O que a lei brasileira diz sobre o código de vestimenta nas empresas
A decisão da Justiça do Trabalho em Recife que proibiu um posto de combustíveis de exigir que as frentistas usassem cropped e calça legging durante o expediente voltou a colocar em evidência um tema sensível para trabalhadores e empregadores: quais os limites das regras de vestimenta no ambiente profissional?
A Consolidação das Leis do Trabalho (CLT), especificamente o artigo 456-A, concede às empresas o chamado poder diretivo, ou seja, o direito de definir padrões de vestimenta desde que a regra tenha finalidade prática, não seja discriminatória e respeite a dignidade do trabalhador. A advogada trabalhista Fernanda Mattos Oliveira detalha que o empregador pode estabelecer um código de vestimenta, mas precisa fornecer o uniforme gratuitamente, salvo em casos de danos intencionais ou mau uso.

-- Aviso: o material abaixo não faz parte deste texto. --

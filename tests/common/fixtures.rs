use chrono::{TimeZone, Utc};
use freightdoc::{
    BillOfLading, CargoLine, ContainerType, ContainerUnit, DocumentRecord, ExportStamp,
    PackageType, Party, RoadConsignmentNote,
};

pub fn fixed_stamp(prefix: &str) -> ExportStamp {
    let issued_at = Utc.with_ymd_and_hms(2024, 3, 15, 9, 30, 0).unwrap();
    ExportStamp::new(format!("{}-1710495000000-00c0ffee", prefix), issued_at)
}

pub fn cargo_line(id: &str, packages: &str, weight: &str, description: &str) -> CargoLine {
    CargoLine {
        id: id.into(),
        description: description.to_string(),
        marks: "N/M".to_string(),
        packages: packages.to_string(),
        package_type: PackageType::Pallets,
        weight: weight.to_string(),
        volume: String::new(),
    }
}

/// One 40' dry container TEMU1234567 sealed SL000001 with 10 + 5 packages, 500 + 250.5 kg.
pub fn sample_bol() -> BillOfLading {
    BillOfLading {
        bol_number: "BOL-2024-001".to_string(),
        export_reference: "EXP-99".to_string(),
        forwarding_agent: "Blue Line Shipping".to_string(),
        shipper: Party {
            name: "Nordic Timber AS".to_string(),
            address: "Havnegata 1".to_string(),
            city: "Oslo".to_string(),
            country: "Norway".to_string(),
        },
        consignee: Party {
            name: "Rotterdam Imports BV".to_string(),
            city: "Rotterdam".to_string(),
            country: "Netherlands".to_string(),
            ..Default::default()
        },
        vessel_name: "MSC Aurora".to_string(),
        voyage_number: "124E".to_string(),
        port_of_loading: "Oslo".to_string(),
        port_of_discharge: "Rotterdam".to_string(),
        containers: vec![ContainerUnit {
            id: "1".into(),
            container_number: "TEMU1234567".to_string(),
            container_type: ContainerType::Dry40,
            seal_number: "SL000001".to_string(),
            cargo_lines: vec![
                cargo_line("1", "10", "500", "Sawn spruce boards"),
                cargo_line("2", "5", "250.5", "Planed pine mouldings"),
            ],
        }],
        ..BillOfLading::blank()
    }
}

pub fn bol_with_lines(count: usize) -> BillOfLading {
    let mut bol = sample_bol();
    bol.containers[0].cargo_lines = (1..=count)
        .map(|i| cargo_line(&i.to_string(), "1", "10", &format!("Cargo line number {}", i)))
        .collect();
    bol
}

pub fn sample_cmr() -> RoadConsignmentNote {
    RoadConsignmentNote {
        consignment_number: "CMR-778".to_string(),
        sender: Party {
            name: "Lyon Textiles SA".to_string(),
            address: "12 rue de la Soie".to_string(),
            city: "Lyon".to_string(),
            country: "France".to_string(),
        },
        consignee: Party {
            name: "Berlin Mode GmbH".to_string(),
            city: "Berlin".to_string(),
            country: "Germany".to_string(),
            ..Default::default()
        },
        carrier: Party {
            name: "TransEuropa Logistics".to_string(),
            ..Default::default()
        },
        place_of_takeover: "Lyon".to_string(),
        date_of_takeover: "2024-03-14".to_string(),
        place_of_delivery: "Berlin".to_string(),
        sender_signature: "J. Martin".to_string(),
        cargo_lines: vec![
            cargo_line("1", "20", "400", "Cotton fabric rolls"),
            cargo_line("2", "4", "80.25", "Silk scarves"),
        ],
        ..RoadConsignmentNote::blank()
    }
}

pub fn bol_record() -> DocumentRecord {
    DocumentRecord::BillOfLading(sample_bol())
}

pub fn cmr_record() -> DocumentRecord {
    DocumentRecord::RoadConsignmentNote(sample_cmr())
}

Quando o vestuário está relacionado à segurança, o empregador tem ainda a obrigação de fornecer o Equipamento de Proteção Individual (EPI) adequado. Isso, inclusive, está previsto na convenção coletiva dos frentistas do estado.

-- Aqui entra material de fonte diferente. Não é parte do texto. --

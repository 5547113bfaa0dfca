//! PDF renderer using lopdf.
//!
//! Builds the whole document object graph in memory with the standard Helvetica faces and
//! writes it out in one go when the renderer is finished.

mod helpers;
mod renderer;

pub use helpers::render_page_content;
pub use renderer::LopdfRenderer;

Quando o código de vestimenta ultrapassa o limite legal e vira abuso
No caso do posto de combustíveis do Recife, a Justiça reconheceu que a exigência do uso de cropped e calça legging expunha o corpo das trabalhadoras, aumentando a vulnerabilidade e o risco de assédio. Segundo o advogado Marcel Zangiácomo, a imposição de roupas curtas ou justas, com conotação sexual, não tem qualquer finalidade profissional, configurando abuso do poder diretivo da empresa.
Ele enfatiza que o uniforme deve ser funcional, pautado na segurança, higiene ou identidade visual. A sexualização do corpo do trabalhador é ilícita e viola direitos fundamentais, como dignidade, igualdade e integridade física e moral, podendo ainda configurar assédio moral ou sexual.

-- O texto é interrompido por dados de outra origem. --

//! DCSA shipping instruction for a bill of lading.

use crate::emitter::XmlEmitter;
use crate::error::XmlExportError;
use crate::summary::write_summary;
use crate::BOL_NAMESPACE;
use chrono::SecondsFormat;
use freightdoc_format::{format_date_only, or_default, pick_payment_term};
use freightdoc_types::{BillOfLading, CargoLine, ContainerUnit, ExportStamp, Party};

const XSI_NAMESPACE: &str = "http://www.w3.org/2001/XMLSchema-instance";
const SCHEMA_LOCATION: &str = "https://dcsa.org/schemas/ebl/v3 shipping-instruction-v3.0.0.xsd";
const DEFAULT_ORIGINALS: &str = "3";
const DEFAULT_CURRENCY: &str = "USD";

pub(crate) fn write_shipping_instruction(
    bol: &BillOfLading,
    stamp: &ExportStamp,
) -> Result<String, XmlExportError> {
    let mut xml = XmlEmitter::new();
    let timestamp = stamp.issued_at.to_rfc3339_opts(SecondsFormat::Millis, true);
    let originals = or_default(&bol.number_of_originals, DEFAULT_ORIGINALS);

    xml.declaration()?;
    xml.start_with(
        "ShippingInstruction",
        &[
            ("xmlns", BOL_NAMESPACE),
            ("xmlns:xsi", XSI_NAMESPACE),
            ("xsi:schemaLocation", SCHEMA_LOCATION),
        ],
    )?;

    xml.text("shippingInstructionReference", &bol.bol_number)?;
    xml.literal("documentIdentifier", &stamp.export_id)?;
    xml.literal("documentStatus", "RECEIVED")?;
    xml.literal("shippingInstructionCreatedDateTime", &timestamp)?;
    xml.literal("shippingInstructionUpdatedDateTime", &timestamp)?;
    xml.literal("transportDocumentType", "BOL")?;
    xml.literal("isShippedOnBoardType", "true")?;
    let on_board = format_date_only(&bol.on_board_date);
    if !on_board.is_empty() {
        xml.literal("shippedOnBoardDate", &on_board)?;
    }
    xml.text("numberOfCopies", originals)?;
    xml.text("numberOfOriginals", originals)?;

    write_party(&mut xml, "shipper", &bol.shipper)?;
    write_party(&mut xml, "consignee", &bol.consignee)?;
    if !bol.notify_party.name.trim().is_empty() {
        write_party(&mut xml, "notifyParty", &bol.notify_party)?;
    }

    let stowed: Vec<(&ContainerUnit, &CargoLine)> = bol.stowed_lines().collect();
    if stowed.is_empty() {
        xml.literal("cargoItems", "")?;
    } else {
        xml.start("cargoItems")?;
        for (container, line) in &stowed {
            write_cargo_item(&mut xml, container, line)?;
        }
        xml.end("cargoItems")?;
    }

    let lines: Vec<&CargoLine> = stowed.iter().map(|(_, line)| *line).collect();
    write_summary(&mut xml, &lines)?;

    if bol.containers.is_empty() {
        xml.literal("utilizedTransportEquipments", "")?;
    } else {
        xml.start("utilizedTransportEquipments")?;
        for container in &bol.containers {
            write_equipment(&mut xml, container)?;
        }
        xml.end("utilizedTransportEquipments")?;
    }

    write_transport_plan(&mut xml, bol)?;
    write_charges(&mut xml, bol)?;

    xml.start("references")?;
    xml.start("reference")?;
    xml.literal("referenceType", "FF")?;
    xml.text("referenceValue", &bol.export_reference)?;
    xml.end("reference")?;
    xml.end("references")?;

    xml.end("ShippingInstruction")?;
    xml.finish()
}

fn write_party(xml: &mut XmlEmitter, tag: &str, party: &Party) -> Result<(), XmlExportError> {
    xml.start(tag)?;
    xml.text("partyName", &party.name)?;
    xml.start("address")?;
    xml.text("street", &party.address)?;
    xml.text("city", &party.city)?;
    xml.text("country", &party.country)?;
    xml.end("address")?;
    xml.end(tag)
}

fn write_cargo_item(xml: &mut XmlEmitter, container: &ContainerUnit, line: &CargoLine) -> Result<(), XmlExportError> {
    xml.start("cargoItem")?;
    xml.start("cargoLineItems")?;
    xml.start("cargoLineItem")?;
    xml.text("shippingMarks", &line.marks)?;
    xml.text("cargoDescription", &line.description)?;
    xml.literal("HSCode", "")?;
    xml.end("cargoLineItem")?;
    xml.end("cargoLineItems")?;
    xml.text("weight", &line.weight)?;
    xml.literal("weightUnit", "KGM")?;
    xml.text("volume", &line.volume)?;
    xml.literal("volumeUnit", "MTQ")?;
    xml.text("packageQuantity", &line.packages)?;
    xml.text("packageCode", line.package_type.code())?;
    xml.text("equipmentReference", &container.container_number)?;
    xml.end("cargoItem")
}

fn write_equipment(xml: &mut XmlEmitter, container: &ContainerUnit) -> Result<(), XmlExportError> {
    xml.start("utilizedTransportEquipment")?;
    xml.text("equipmentReference", &container.container_number)?;
    xml.text("ISOEquipmentCode", container.container_type.code())?;
    xml.start("seals")?;
    xml.start("seal")?;
    xml.text("sealNumber", &container.seal_number)?;
    xml.literal("sealSource", "SHI")?;
    xml.literal("sealType", "WIR")?;
    xml.end("seal")?;
    xml.end("seals")?;
    xml.end("utilizedTransportEquipment")
}

fn write_transport_plan(xml: &mut XmlEmitter, bol: &BillOfLading) -> Result<(), XmlExportError> {
    xml.start("transportPlan")?;
    xml.start("transportPlanStage")?;
    xml.literal("transportPlanStageSequenceNumber", "1")?;
    xml.literal("modeOfTransport", "VESSEL")?;
    xml.text("vesselName", &bol.vessel_name)?;
    xml.text("voyageNumber", &bol.voyage_number)?;
    for (tag, location) in [
        ("placeOfReceipt", &bol.place_of_receipt),
        ("portOfLoading", &bol.port_of_loading),
        ("portOfDischarge", &bol.port_of_discharge),
        ("placeOfDelivery", &bol.place_of_delivery),
    ] {
        xml.start(tag)?;
        xml.text("locationName", location)?;
        xml.end(tag)?;
    }
    xml.end("transportPlanStage")?;
    xml.end("transportPlan")
}

fn write_charges(xml: &mut XmlEmitter, bol: &BillOfLading) -> Result<(), XmlExportError> {
    let charges: Vec<(&str, &str)> = [("FREIGHT", &bol.freight_charges), ("OTHER", &bol.other_charges)]
        .into_iter()
        .map(|(name, amount)| (name, amount.trim()))
        .filter(|(_, amount)| !amount.is_empty())
        .collect();

    if charges.is_empty() {
        return xml.literal("charges", "");
    }

    let currency = or_default(&bol.charges_currency, DEFAULT_CURRENCY);
    let term = pick_payment_term(bol.prepaid, bol.collect);
    xml.start("charges")?;
    for (name, amount) in charges {
        xml.start("charge")?;
        xml.literal("chargeName", name)?;
        xml.text("chargeAmount", amount)?;
        xml.text("chargeCurrency", currency)?;
        xml.literal("paymentTerm", term)?;
        xml.end("charge")?;
    }
    xml.end("charges")
}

Outro aspecto destacado é que a regra torna-se abusiva quando interfere na intimidade do trabalhador, gera desconforto, cria padrões discriminatórios entre gêneros ou provoca vergonha e humilhação, ultrapassando o limite da legalidade.
Direitos dos trabalhadores: até que ponto podem se recusar ao uso do uniforme?
O uso do uniforme é em geral obrigatório, e a recusa injustificada pode levar ao entendimento de insubordinação e, consequentemente, à demissão por justa causa, conforme explica o advogado Aloísio Costa Jr. No entanto, há exceções relevantes: quando o uniforme viola normas de segurança, expõe o corpo indevidamente ou desrespeita a dignidade do trabalhador, ele tem o direito de negar o uso.
Além disso, o trabalhador que se sentir constrangido por uma regra abusiva deve reunir provas, como mensagens, fotos e ordens por escrito, e denunciar o caso ao setor de Recursos Humanos, ao sindicato, ao Ministério Público do Trabalho e buscar orientação jurídica.
Cuidados que as empresas precisam ter para não ferir a legislação e a dignidade
Antes de definir um código de vestimenta, as empresas devem consultar seus departamentos jurídicos e ouvir os trabalhadores para garantir que as regras atendam a uma finalidade genuína e funcional, como segurança, higiene, padronização ou identificação visual. O advogado Aloísio Costa Jr ressalta que exigências meramente estéticas, especialmente aquelas que expõem o corpo ou têm apelo sexual, não são justificáveis e podem resultar em consequências jurídicas.
O conforto e a segurança também são pontos-chave, especialmente em setores que trabalham com riscos específicos, como o manuseio de inflamáveis, onde o uniforme pode ser classificado como EPI. Nestes casos, a oferta gratuita é obrigatória, conforme a CLT e as convenções coletivas.
Fernanda Mattos reforça que as roupas devem respeitar o clima, o tipo de atividade e respeitar a igualdade entre gêneros, evitando critérios diferentes que possam gerar discriminação. O uniforme, em sua essência, deve servir ao trabalho, não ao corpo, sintetiza o advogado Marcel Zangiácomo, sintetizando o entendimento consolidado pela Justiça e especialistas.